— Почему же против, почему последнее дело? Мне до цели дойти надо! А если даже против своих убеждений, так что же? Я ведь не изменяю цели. Я убежден, что цель прекрасна и достигнуть ее надо во что бы то ни стало. Но чтобы дойти до нее, нужно уметь менять убеждения… Что-то я не знаю таких счастливчиков, которым сразу бы удалось по ковровой дорожке добраться до цели. Каждый путь надо пройти до предельной возможности, только тогда победишь. Угадать же короткий и единственный — это все из области фантастики.
— Нельзя идти против собственных убеждений, — сказал Наварзин и прищурился.
— А если они ложны? Убеждения всего лишь стимул к поиску кратчайшего пути к цели. Не более того!
— Это называется: цель любыми средствами, — говорил Наварзин, не слушая меня. — В понятие «любые средства» входят и недозволенные, а, значит, ваша цель, как бы прекрасна она ни была, не стоит того, чтобы к ней идти.
Мы с ним зашли так далеко в этом беспредметном споре, что у нас и дети уже появились окровавленные, через которых якобы шагал я, поменяв убеждения. И даже янтари!
— Янтари, — говорил я горячась, — в грязи попадаются! Волны поднимают грязь, гниль всякую, а в ней янтари… Другие волны прозрачны — несут только песочек и камушки, а янтарей нет. В таком море хорошо купаться, но янтарей найти невозможно.
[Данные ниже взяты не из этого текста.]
//! Jamb simulator CLI: plays seeded games between automated strategies.
//!
//! Games run entirely in memory through the public engine API, so every
//! move goes through the same validation a human player's would.

mod metrics;
mod output;
mod simulator;
mod strategy;
mod types;

use std::time::{Duration, Instant};

use clap::Parser;
use jamb_engine::domain::derive_game_seed;
use jamb_engine::telemetry::init_tracing;
use jamb_engine::GameConfig;
use metrics::{build_game_metrics, RunConfig};
use output::OutputWriter;
use simulator::{GameResult, Simulator};
use strategy::Strategy;
use tracing::{info, warn};
use types::{OutputFormat, StrategyKind};

#[derive(Parser)]
#[command(name = "jamb-simulator")]
#[command(about = "In-memory Jamb game simulator for strategy evaluation")]
struct Args {
    /// Number of games to simulate
    #[arg(short, long, default_value = "1")]
    games: u32,

    /// Players per game
    #[arg(short, long, default_value = "2", value_parser = clap::value_parser!(u8).range(1..=4))]
    players: u8,

    /// Hands per game
    #[arg(long, default_value = "5")]
    hands: u8,

    /// Base seed; game N plays with a seed derived from it
    #[arg(long)]
    seed: Option<u64>,

    /// Strategy for every seat
    #[arg(long, default_value = "greedy")]
    strategy: StrategyKind,

    /// Per-seat strategies, overriding --strategy (comma separated)
    #[arg(long, value_delimiter = ',', conflicts_with = "strategy")]
    seats: Option<Vec<StrategyKind>>,

    /// Enable verbose logging
    #[arg(short, long)]
    verbose: bool,

    /// Show output summary and file paths
    #[arg(long)]
    show_output: bool,

    /// Output directory for results
    #[arg(long, default_value = "./simulation-results")]
    output_dir: String,

    /// Output format
    #[arg(long, default_value = "jsonl")]
    output_format: OutputFormat,

    /// Emit logs as JSON
    #[arg(long)]
    json_logs: bool,
}

impl Args {
    fn seat_kinds(&self) -> Result<Vec<StrategyKind>, String> {
        let players = usize::from(self.players);
        match &self.seats {
            Some(seats) if seats.len() != players => Err(format!(
                "--seats lists {} strategies for {players} players",
                seats.len()
            )),
            Some(seats) => Ok(seats.clone()),
            None => Ok(vec![self.strategy; players]),
        }
    }
}

fn main() -> Result<(), Box<dyn std::error::Error>> {
    let args = Args::parse();

    // Silent by default; only warnings and errors
    let filter = if args.verbose {
        "debug"
    } else if args.show_output {
        "info"
    } else {
        "warn"
    };
    init_tracing(filter, args.json_logs);

    let kinds = args.seat_kinds()?;
    let strategy_names: Vec<String> = kinds.iter().map(|k| k.name().to_string()).collect();
    if args.show_output {
        info!(games = args.games, players = args.players, hands = args.hands, "Starting simulator");
        info!(strategies = ?strategy_names, "Seats");
    }

    let mut output_writer = OutputWriter::new(&args.output_dir, &args.output_format)?;
    if args.show_output {
        info!("Output directory: {}", args.output_dir);
    }

    let start = Instant::now();
    let mut results = Vec::new();
    let mut errors = 0u32;

    for game_num in 1..=args.games {
        let game_start = Instant::now();
        let game_seed = match args.seed {
            Some(base) => derive_game_seed(base, u64::from(game_num)),
            None => rand::random(),
        };

        // Strategies are seeded from the game seed so a run replays exactly.
        let seats: Vec<Box<dyn Strategy>> = kinds
            .iter()
            .enumerate()
            .map(|(seat, kind)| kind.create(Some(game_seed.wrapping_add(seat as u64 + 1))))
            .collect();

        let config = GameConfig::default()
            .with_hands(args.hands)
            .with_seed(game_seed);
        let simulator = Simulator::new(usize::from(args.players), config);

        match simulator.simulate_game(&seats) {
            Ok(result) => {
                let duration_ms = game_start.elapsed().as_secs_f64() * 1000.0;
                let run_config = RunConfig {
                    strategies: strategy_names.clone(),
                    hands: args.hands,
                    total_games: args.games,
                };
                let metrics =
                    build_game_metrics(game_num, game_seed, run_config, &result, duration_ms);

                if let Err(e) = output_writer.write_game(&metrics) {
                    warn!("Failed to write metrics for game {}: {}", game_num, e);
                }
                if args.verbose {
                    info!("Game {} completed: totals={:?}", game_num, result.final_totals);
                }
                results.push(result);
            }
            Err(e) => {
                errors += 1;
                warn!("Game {} failed: {}", game_num, e);
            }
        }
    }

    let elapsed = start.elapsed();

    let (jsonl_path, csv_path) = output_writer.output_paths();
    let jsonl_path = jsonl_path.cloned();
    let csv_path = csv_path.clone();
    output_writer.finish()?;

    if args.show_output {
        if let Some(path) = jsonl_path {
            info!("Detailed results written to: {}", path.display());
        }
        info!("Summary CSV written to: {}", csv_path.display());

        print_summary(&results, &strategy_names, errors, elapsed, args.games);
    }

    Ok(())
}

fn print_summary(
    results: &[GameResult],
    strategies: &[String],
    errors: u32,
    elapsed: Duration,
    total: u32,
) {
    println!("\n=== Simulation Summary ===");
    println!("Games completed: {}/{}", results.len(), total);
    if errors > 0 {
        println!("Errors: {}", errors);
    }
    println!("Total time: {:?}", elapsed);

    if results.is_empty() {
        return;
    }
    println!(
        "Average time per game: {:?}",
        elapsed / results.len() as u32
    );

    let seats = strategies.len();
    let mut wins = vec![0u32; seats];
    let mut total_scores = vec![0i64; seats];
    let mut max_scores = vec![i32::MIN; seats];
    let mut min_scores = vec![i32::MAX; seats];

    for result in results {
        // Every player sharing the top total is credited a win
        let best = result.final_totals.iter().max().copied().unwrap_or(0);
        for (seat, &score) in result.final_totals.iter().enumerate() {
            total_scores[seat] += i64::from(score);
            max_scores[seat] = max_scores[seat].max(score);
            min_scores[seat] = min_scores[seat].min(score);
            if score == best {
                wins[seat] += 1;
            }
        }
    }

    println!("\n=== Results by Seat ===");
    for seat in 0..seats {
        let avg_score = total_scores[seat] as f64 / results.len() as f64;
        let win_rate = (wins[seat] as f64 / results.len() as f64) * 100.0;
        println!(
            "Seat {} ({}): avg={:.1}, min={}, max={}, wins={} ({:.1}%)",
            seat,
            strategies[seat],
            avg_score,
            min_scores[seat],
            max_scores[seat],
            wins[seat],
            win_rate
        );
    }
}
— Я на море езжу не за янтарями, — отвечал мне Наварзин. — Купаться.
— У каждого своя цель.
— Вот именно. У нас с вами сейчас никакой, — сказал он и безобразно зевнул, разинув розовую пасть с белыми мощными зубами.
Я его ненавидел в эти минуты, и мне с трудом удалось прекратить спор. Я собрался уходить и очень удивился, когда он, пожимая мне руку, сказал:
— Мы хорошо поговорили. Мне было приятно. Спасибо. Но люди несовершенны, каждый в одиночку не может ставить перед собой какой-либо цели. Да и что такое цель? Не могу ж я поставить перед собой цель стать Рафаэлем. А вы имеете в виду нечто в этом роде. Какие ошибочные пути могут быть у человека, если он поставил перед собой цель стать токарем или инженером? А вот убеждения менять, увы, нельзя. Иначе это уже не убеждения.
Мария вторила, успокаивая меня как маленького:
— Сейчас все проще. Сейчас все не так, — ласково напевала она. — Все проще стало.
Я уходил от них в тот вечер совершенно разбитым и одураченным. Так, наверное, бывает с человеком, который несказанно поражен поэтическим видением, какое нахлынет вдруг на него на вечерней заре над текущей среди ивняка золотой рекой, и покажется ему, будто он никем не признанный поэт, какого еще не знало человечество. Вся поэзия мира покажется ему в эти минуты детским лепетом. Так высоко верит, так пронзительно ощущает он небывалое величие зрелища, которое потрясло его душу, что всякое напоминание о том, кто он есть на самом деле, звучит для него в эти мгновения страшнейшим оскорблением. И он взрывается. И ничего нет на свете — ни заката, ни реки, ни поэзии. «Пойдите вы все от меня! — кричит он в пустоту вокруг. — Уйдите, я ненавижу вас всех!» Кого и за что он ненавидит, он и сам не знает, но смотрит зверем, потому что понял, что никогда не быть ему поэтом.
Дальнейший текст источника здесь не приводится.